Data shows spending levels in Australia’s largest city are at the lowest levels since the pandemic began and the jobless outlook is grim. The country’s biggest bank, the Commonwealth, has warned NSW could lose 300,000 jobs over the coming months. It is hard to see how any of this can be classed as success.
Berejiklian says she doesn’t like to deal in hypotheticals and “does not have a crystal ball”. Delta, as she and her chief health officer, Kerry Chant, like to say, is a “game changer”, which prompted the pair to label the situation in Sydney a national emergency last week.
The new strain undoubtedly moves at a speed that was not experienced during the early days of the pandemic and it clearly took the government and its health officials by surprise. However, if Berejiklian wants us to focus on what could have been, that raises the very valid question of whether we could have avoided this prolonged lockdown in the first place if the crisis cabinet had moved more quickly to shut down the city. The hard and fast approach.
Almost empty streets in Cabramatta on Tuesday.Credit:Dean Sewell
As Melbourne emerged from its short and sharp lockdown on Wednesday, Sydney was being sentenced to another four weeks. So rather than comparing ourselves to the countries which have been swamped with Delta, it is more likely people are looking south to Victoria.
Victoria made significant mis-steps during last year and has endured five lockdowns to Sydney’s three (which includes the northern beaches over summer). But while Victorian Premier Daniel Andrews has been heavily criticised for his enthusiasm for lockdowns, including by Berejiklian, his hard and fast approach has this time been vindicated.
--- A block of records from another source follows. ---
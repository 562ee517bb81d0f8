//! The primitive model library.
//!
//! A model is a leaf cell type described by the architecture (a LUT, a
//! flip-flop, a RAM slice, an I/O pad). Every model receives a dense
//! [`ModelId`] at registration; the raw index of that ID is the model's
//! dimension in primitive-vector space, fixed once the library is built.

use crate::ids::ModelId;
use serde::{Deserialize, Serialize};
use std::collections::HashMap;

/// A primitive model (leaf cell type) in the architecture.
#[derive(Debug, Clone, Serialize, Deserialize)]
pub struct Model {
    /// The unique name of the model (e.g., ".names", ".latch", "io").
    pub name: String,
}

/// The library of all primitive models in the architecture.
///
/// Models are registered once during architecture construction and are
/// immutable afterwards. IDs are handed out densely in registration order.
#[derive(Debug, Clone, Default, Serialize, Deserialize)]
pub struct ModelLibrary {
    models: Vec<Model>,
    #[serde(skip)]
    by_name: HashMap<String, ModelId>,
}

impl ModelLibrary {
    /// Creates an empty model library.
    pub fn new() -> Self {
        Self::default()
    }

    /// Registers a model and returns its dense ID.
    ///
    /// Registering a name that already exists returns the existing ID.
    pub fn add_model(&mut self, name: impl Into<String>) -> ModelId {
        let name = name.into();
        if let Some(&id) = self.by_name.get(&name) {
            return id;
        }
        let id = ModelId::from_raw(self.models.len() as u32);
        self.by_name.insert(name.clone(), id);
        self.models.push(Model { name });
        id
    }

    /// Returns the number of models, i.e. the dimensionality M of
    /// primitive-vector space.
    pub fn len(&self) -> usize {
        self.models.len()
    }

    /// Returns `true` if no models have been registered.
    pub fn is_empty(&self) -> bool {
        self.models.is_empty()
    }

    /// Returns the model with the given ID.
    pub fn model(&self, id: ModelId) -> &Model {
        &self.models[id.index()]
    }

    /// Returns the name of the model with the given ID.
    pub fn model_name(&self, id: ModelId) -> &str {
        &self.models[id.index()].name
    }

    /// Looks up a model by name.
    pub fn find(&self, name: &str) -> Option<ModelId> {
        self.by_name.get(name).copied()
    }

    /// Returns an iterator over all model IDs in registration order.
    pub fn ids(&self) -> impl Iterator<Item = ModelId> + '_ {
        (0..self.models.len()).map(|i| ModelId::from_raw(i as u32))
    }

    /// Rebuilds the name lookup after deserialization.
    pub fn rebuild_index(&mut self) {
        self.by_name.clear();
        for (i, model) in self.models.iter().enumerate() {
            self.by_name
                .insert(model.name.clone(), ModelId::from_raw(i as u32));
        }
    }
}
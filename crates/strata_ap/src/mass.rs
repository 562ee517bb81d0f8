//! Pre-computation of tile capacities and block masses.
//!
//! Capacities and masses live in primitive-vector space: one dimension per
//! model in the architecture. The capacity of a logical block type comes from
//! recursing its pb/mode tree; the capacity of a physical tile from its
//! sub-tiles; the mass of an AP block from the atoms inside its molecule.
//! All three tables are computed once at construction and read-only
//! thereafter.

use crate::atoms::{AtomNetlist, Prepacker};
use crate::error::{ApError, ApResult};
use crate::ids::BlockId;
use crate::netlist::ApNetlist;
use crate::primitive_vector::PrimitiveVector;
use strata_arch::{
    Architecture, LogicalBlockType, LogicalBlockTypeId, Mode, ModelId, PbContent, PbType,
    PhysicalTileType, SubTile, TileTypeId,
};

/// The scalar mass of one instance of the given model.
///
/// A model with a higher mass takes up more space in its bin, forcing more
/// spreading of that primitive type. Uniform for now; this is the single
/// injection point for heuristic weighting.
fn model_mass(_model: ModelId) -> f64 {
    1.0
}

/// How many primitives of each model the given mode can contain.
///
/// One half of a double recursion: a mode contains pbs, which themselves have
/// modes.
fn calc_mode_capacity(mode: &Mode) -> PrimitiveVector {
    let mut capacity = PrimitiveVector::new();
    for child in &mode.children {
        let mut child_capacity = calc_pb_type_capacity(child);
        // A mode may contain multiple pbs of the same type.
        child_capacity *= f64::from(child.num_pb);
        capacity += &child_capacity;
    }
    capacity
}

/// How many primitives of each model the given pb can contain.
///
/// A pb can only operate in one mode at a time, so mode capacities are not
/// accumulated; the elementwise max gives an upper bound over whichever mode
/// gets chosen.
fn calc_pb_type_capacity(pb_type: &PbType) -> PrimitiveVector {
    let mut capacity = PrimitiveVector::new();
    match &pb_type.content {
        PbContent::Leaf { model } => {
            capacity.add_to_dim(model.index(), model_mass(*model));
        }
        PbContent::Modes(modes) => {
            for mode in modes {
                let mode_capacity = calc_mode_capacity(mode);
                capacity = PrimitiveVector::max(&capacity, &mode_capacity);
            }
        }
    }
    capacity
}

/// The capacity of a logical block type: the capacity of its root pb, or the
/// zero vector for the empty type.
fn calc_logical_block_type_capacity(block_type: &LogicalBlockType) -> PrimitiveVector {
    match &block_type.pb_type {
        Some(pb_type) => calc_pb_type_capacity(pb_type),
        None => PrimitiveVector::new(),
    }
}

/// The capacity of one sub-tile.
///
/// A sub-tile site can host any one of its equivalent logical block types,
/// so the capacities are mixed with an elementwise max, then multiplied by
/// the number of sites.
fn calc_sub_tile_capacity(
    sub_tile: &SubTile,
    logical_block_type_capacities: &[PrimitiveVector],
) -> PrimitiveVector {
    let mut capacity = PrimitiveVector::new();
    for site in &sub_tile.equivalent_sites {
        let block_capacity = &logical_block_type_capacities[site.index()];
        capacity = PrimitiveVector::max(&capacity, block_capacity);
    }
    capacity *= f64::from(sub_tile.capacity);
    capacity
}

/// The capacity of a physical tile type: the sum of its sub-tile capacities.
fn calc_physical_tile_type_capacity(
    tile_type: &PhysicalTileType,
    logical_block_type_capacities: &[PrimitiveVector],
) -> PrimitiveVector {
    let mut capacity = PrimitiveVector::new();
    for sub_tile in &tile_type.sub_tiles {
        let sub_tile_capacity = calc_sub_tile_capacity(sub_tile, logical_block_type_capacities);
        capacity += &sub_tile_capacity;
    }
    capacity
}

/// Pre-computed capacity and mass tables shared read-only across the flow.
#[derive(Debug)]
pub struct MassCalculator {
    logical_block_type_capacities: Vec<PrimitiveVector>,
    physical_tile_type_capacities: Vec<PrimitiveVector>,
    block_masses: Vec<PrimitiveVector>,
}

impl MassCalculator {
    /// Computes the capacity of every logical block type and physical tile
    /// type in the architecture, and the mass of every block in the netlist.
    ///
    /// Fails if an atom references a model outside the architecture's model
    /// library.
    pub fn new(
        ap_netlist: &ApNetlist,
        prepacker: &Prepacker,
        atom_netlist: &AtomNetlist,
        arch: &Architecture,
    ) -> ApResult<Self> {
        let logical_block_type_capacities: Vec<PrimitiveVector> = arch
            .logical_block_types
            .iter()
            .map(calc_logical_block_type_capacity)
            .collect();

        let physical_tile_type_capacities: Vec<PrimitiveVector> = arch
            .physical_tile_types
            .iter()
            .map(|t| calc_physical_tile_type_capacity(t, &logical_block_type_capacities))
            .collect();

        let num_models = arch.models.len();
        let mut block_masses = Vec::with_capacity(ap_netlist.block_count());
        for blk_id in ap_netlist.blocks() {
            let mol_id = ap_netlist.block_molecule(blk_id);
            let molecule = prepacker.molecule(mol_id);
            let mut mass = PrimitiveVector::new();
            for slot in &molecule.atoms {
                // Unfilled pattern positions are skipped.
                let Some(atom_id) = slot else {
                    continue;
                };
                let model = atom_netlist.block_model(*atom_id);
                if model.index() >= num_models {
                    return Err(ApError::MalformedArchitecture {
                        atom: atom_netlist.block_name(*atom_id).to_string(),
                        model_index: model.index(),
                        num_models,
                    });
                }
                mass.add_to_dim(model.index(), model_mass(model));
            }
            block_masses.push(mass);
        }

        Ok(Self {
            logical_block_type_capacities,
            physical_tile_type_capacities,
            block_masses,
        })
    }

    /// Returns the capacity of the given logical block type.
    pub fn logical_block_type_capacity(&self, id: LogicalBlockTypeId) -> &PrimitiveVector {
        &self.logical_block_type_capacities[id.index()]
    }

    /// Returns the capacity of the given physical tile type.
    pub fn physical_tile_type_capacity(&self, id: TileTypeId) -> &PrimitiveVector {
        &self.physical_tile_type_capacities[id.index()]
    }

    /// Returns the mass of the given AP block.
    pub fn block_mass(&self, id: BlockId) -> &PrimitiveVector {
        &self.block_masses[id.index()]
    }
}

#[cfg(test)]
mod tests {
    use super::*;
    use strata_arch::ModelLibrary;

    /// A clb-like architecture: two models, a logical block whose root pb has
    /// two modes (4 LUTs, or 2 LUTs + 2 FFs), and a unit tile with two clb
    /// sites.
    fn make_arch() -> (Architecture, ModelId, ModelId) {
        let mut models = ModelLibrary::new();
        let lut = models.add_model("lut4");
        let ff = models.add_model("dff");

        let lut_mode = Mode::new("all_luts", vec![PbType::leaf("lut4", 4, lut)]);
        let mixed_mode = Mode::new(
            "lut_ff",
            vec![PbType::leaf("lut4", 2, lut), PbType::leaf("dff", 2, ff)],
        );
        let clb = LogicalBlockType::new(
            "clb",
            PbType::with_modes("clb_root", 1, vec![lut_mode, mixed_mode]),
        );

        let tile = PhysicalTileType::unit(
            "clb_tile",
            vec![SubTile::new("clb_sub", 2, vec![LogicalBlockTypeId::from_raw(0)])],
        );

        let arch = Architecture {
            models,
            logical_block_types: vec![clb],
            physical_tile_types: vec![tile],
        };
        (arch, lut, ff)
    }

    #[test]
    fn logical_block_capacity_takes_max_across_modes() {
        let (arch, lut, ff) = make_arch();
        let nl = ApNetlist::new("empty");
        let calc =
            MassCalculator::new(&nl, &Prepacker::new(), &AtomNetlist::new(), &arch).unwrap();
        let cap = calc.logical_block_type_capacity(LogicalBlockTypeId::from_raw(0));
        // Mode 1 gives <4 luts, 0 ffs>; mode 2 gives <2 luts, 2 ffs>. The
        // elementwise max is <4, 2>.
        assert_eq!(cap.get(lut.index()), 4.0);
        assert_eq!(cap.get(ff.index()), 2.0);
    }

    #[test]
    fn tile_capacity_scales_by_sub_tile_capacity() {
        let (arch, lut, ff) = make_arch();
        let nl = ApNetlist::new("empty");
        let calc =
            MassCalculator::new(&nl, &Prepacker::new(), &AtomNetlist::new(), &arch).unwrap();
        let cap = calc.physical_tile_type_capacity(TileTypeId::from_raw(0));
        // Two clb sites per tile.
        assert_eq!(cap.get(lut.index()), 8.0);
        assert_eq!(cap.get(ff.index()), 4.0);
    }

    #[test]
    fn empty_logical_block_has_zero_capacity() {
        let (mut arch, _, _) = make_arch();
        arch.logical_block_types.push(LogicalBlockType::empty("EMPTY"));
        let nl = ApNetlist::new("empty");
        let calc =
            MassCalculator::new(&nl, &Prepacker::new(), &AtomNetlist::new(), &arch).unwrap();
        assert!(calc
            .logical_block_type_capacity(LogicalBlockTypeId::from_raw(1))
            .is_zero());
    }

    #[test]
    fn block_mass_sums_molecule_atoms() {
        let (arch, lut, ff) = make_arch();
        let mut atoms = AtomNetlist::new();
        let a0 = atoms.add_atom("lut_0", lut);
        let a1 = atoms.add_atom("lut_1", lut);
        let a2 = atoms.add_atom("ff_0", ff);
        let mut prepacker = Prepacker::new();
        let mol = prepacker.add_molecule(vec![Some(a0), Some(a1), Some(a2)]);
        let mut nl = ApNetlist::new("test");
        let blk = nl.create_block("b0", mol);

        let calc = MassCalculator::new(&nl, &prepacker, &atoms, &arch).unwrap();
        let mass = calc.block_mass(blk);
        assert_eq!(mass.get(lut.index()), 2.0);
        assert_eq!(mass.get(ff.index()), 1.0);
    }

    #[test]
    fn block_mass_skips_empty_molecule_slots() {
        let (arch, lut, _) = make_arch();
        let mut atoms = AtomNetlist::new();
        let a0 = atoms.add_atom("lut_0", lut);
        let mut prepacker = Prepacker::new();
        let mol = prepacker.add_molecule(vec![Some(a0), None, None]);
        let mut nl = ApNetlist::new("test");
        let blk = nl.create_block("b0", mol);

        let calc = MassCalculator::new(&nl, &prepacker, &atoms, &arch).unwrap();
        assert_eq!(calc.block_mass(blk).get(lut.index()), 1.0);
        assert_eq!(calc.block_mass(blk).manhattan_norm(), 1.0);
    }

    #[test]
    fn out_of_range_model_is_fatal() {
        let (arch, _, _) = make_arch();
        let mut atoms = AtomNetlist::new();
        // Model index 9 does not exist in the two-model library.
        let a0 = atoms.add_atom("mystery", ModelId::from_raw(9));
        let mut prepacker = Prepacker::new();
        let mol = prepacker.add_molecule(vec![Some(a0)]);
        let mut nl = ApNetlist::new("test");
        nl.create_block("b0", mol);

        let err = MassCalculator::new(&nl, &prepacker, &atoms, &arch).unwrap_err();
        match err {
            ApError::MalformedArchitecture {
                atom, model_index, ..
            } => {
                assert_eq!(atom, "mystery");
                assert_eq!(model_index, 9);
            }
            other => panic!("unexpected error: {other}"),
        }
    }
}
A significant increase in vaccination rates will be Sydney’s best hope of beating Delta, but the re-fashioned lockdown and restrictions announced yesterday should slow the spread of the virus through the west and south-west of the city.
The introduction of a singles bubble for people living alone was critical because the mental health impacts of the pandemic cannot be underestimated; to be isolated for weeks on end without company is cruel. The concerted push to get year 12 students back to face-to-face learning also had to be a priority.
But despite a renewed push to combat Delta, there was an obvious contradictory message yesterday. The decision to allow the construction industry to restart fails to align with the trajectory of the virus. On the day the outbreak recorded its highest number of cases, Deputy Premier John Barilaro was delivering the news that the construction industry would be allowed to start operating again.
It was an odd, although expected, development, which suggests that either powerful voices in the construction sector managed to get their way, or the government’s snap decision to close work sites was ill-thought and failed to have any impact. If the latter is the case, it was a $1.4 billion mistake.
Berejiklian has also repeatedly talked of “green shoots” that have apparently been springing up along the way. At best, she is trying to give hope. At worst, she is deflecting from the reality that despite her previous strong management, this outbreak has gotten away from her.
The federal government’s deplorably slow rollout of the vaccine program has made Berejiklian’s task particularly hard, but nonetheless Sydney is where her government assured us we would never be again. Yes, Premier, life could have been much worse in Sydney without the lockdown. But there is a very real chance it could have been much better had it come earlier.